I made it to the new American Visionary Art Museum's new exhibit "Race, Class, Gender (can't make a doesn't equal sign on this computer)Character" on Sunday. I'm impressed that AVAM isn't afraid to get opinionated or political beyond comentary on the art itself (although I could see how others might find it obnoxious), and this show exemplified that without being shrill. Still, there was something strange about watching this exhibit that took a while for me to a finger on. When I entered, there was a work of art that included a large angel decorated in broken glass, dangling as if it was falling through the hall formed by the central staircase. In the background Samuel Barber's Adagio for Strings was playing, a really sad atmospheric piece that I've seen in a bunch of movies, most memorably Willem Dafoe being shot a billion times in the slow-motion climax of "Platoon". As I walked through the exhibit, the music was loud enough to be everywhere, in every room in the whole museum, on repeat. Most of the exhibit showed happy things - street scenes from a busy city, a smiling Dalai Lama made of glass, paper cutouts on banners and memories of childhood collaged with photographs and paint. Yet, as I was walking through I couldn't understand why I was feeling sad - really sad. I couldn't stop running my mind through the things that bring me down lately - it started with my messy apartment, climbed to stupid arguments with my parents and ran over to the lamer parts of work. Right as I was mentally punching Dick Cheney in the nose in front of a banner depicting smiling children following Josephine Baker dancing with wings on, it hit me - it's the music! It's sneaking into my brain like mopey carbon monoxide. If it had been any other kind of music heavily on repeat, even something I like, I probably would have been quickly chewing on my own arm from the repetition, but this snuck up and infected me so unexpectedly.
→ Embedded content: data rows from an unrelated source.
//! Shared wiremock harness for the integration suites.
//!
//! Every test constructs its own client against its own mock endpoint,
//! so suites are isolated without any process-wide state.

use meridian_client::MeridianClient;
use wiremock::matchers::{method, path};
use wiremock::{Mock, MockServer, ResponseTemplate};

/// Token handed out by the standard login mount.
pub const TEST_TOKEN: &str = "T";

pub const TEST_BEARER: &str = "Bearer T";

/// Mount a login handler answering the standard exchange with a token
/// valid for one hour.
pub async fn mount_login(server: &MockServer) {
    mount_login_expiring_in(server, 3600).await;
}

/// Mount a login handler whose token expires `ttl_secs` from now.
pub async fn mount_login_expiring_in(server: &MockServer, ttl_secs: i64) {
    Mock::given(method("POST"))
        .and(path("/v2/login"))
        .respond_with(ResponseTemplate::new(200).set_body_json(login_body(ttl_secs)))
        .mount(server)
        .await;
}

/// Standard login response body with the given time-to-live.
pub fn login_body(ttl_secs: i64) -> serde_json::Value {
    serde_json::json!({
        "accessToken": TEST_TOKEN,
        "expiresAt": chrono::Utc::now().timestamp() + ttl_secs,
        "tokenType": "Bearer",
    })
}

/// Client wired against the mock endpoint.
pub fn client_for(server: &MockServer) -> MeridianClient {
    MeridianClient::builder()
        .access_key("test-access-key")
        .secret_key("test-secret-key")
        .endpoint(server.uri())
        .build()
        .expect("client should build against the mock endpoint")
}
//! Governance policy resources, served by the insights endpoint.

use serde::{Deserialize, Serialize};

/// A governance policy surfaced by the insights endpoint.
#[derive(Debug, Clone, Serialize, Deserialize, PartialEq)]
#[serde(rename_all = "camelCase")]
pub struct GovernancePolicy {
    pub id: String,
    pub name: String,
    pub category: String,
    #[serde(default, skip_serializing_if = "Option::is_none")]
    pub severity: Option<String>,
    #[serde(default, skip_serializing_if = "Option::is_none")]
    pub description: Option<String>,
}

/// Query body for the insights list endpoint.
#[derive(Debug, Clone, Serialize, Deserialize, PartialEq)]
#[serde(rename_all = "camelCase")]
pub struct InsightQuery {
    pub page_size: u32,
    pub offset: u32,
    #[serde(default, skip_serializing_if = "Option::is_none")]
    pub category: Option<String>,
}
I couldn't believe it, but as soon as I realized this my dumpy mood evaporated. It only taught me all the more that though I'd like to think I control my own mind, my head really can be a soup of chemicals and flesh, sometimes stirred by whatever floats in the air. So my advice is: definitely go to the new Visionary Art exhibit, but bring your iPod or Walkman, and stock it with a full load of Stevie Wonder or whatever makes you shake it. I think you'll be glad and everybody around you will be jealous, but won't be able to figure out why.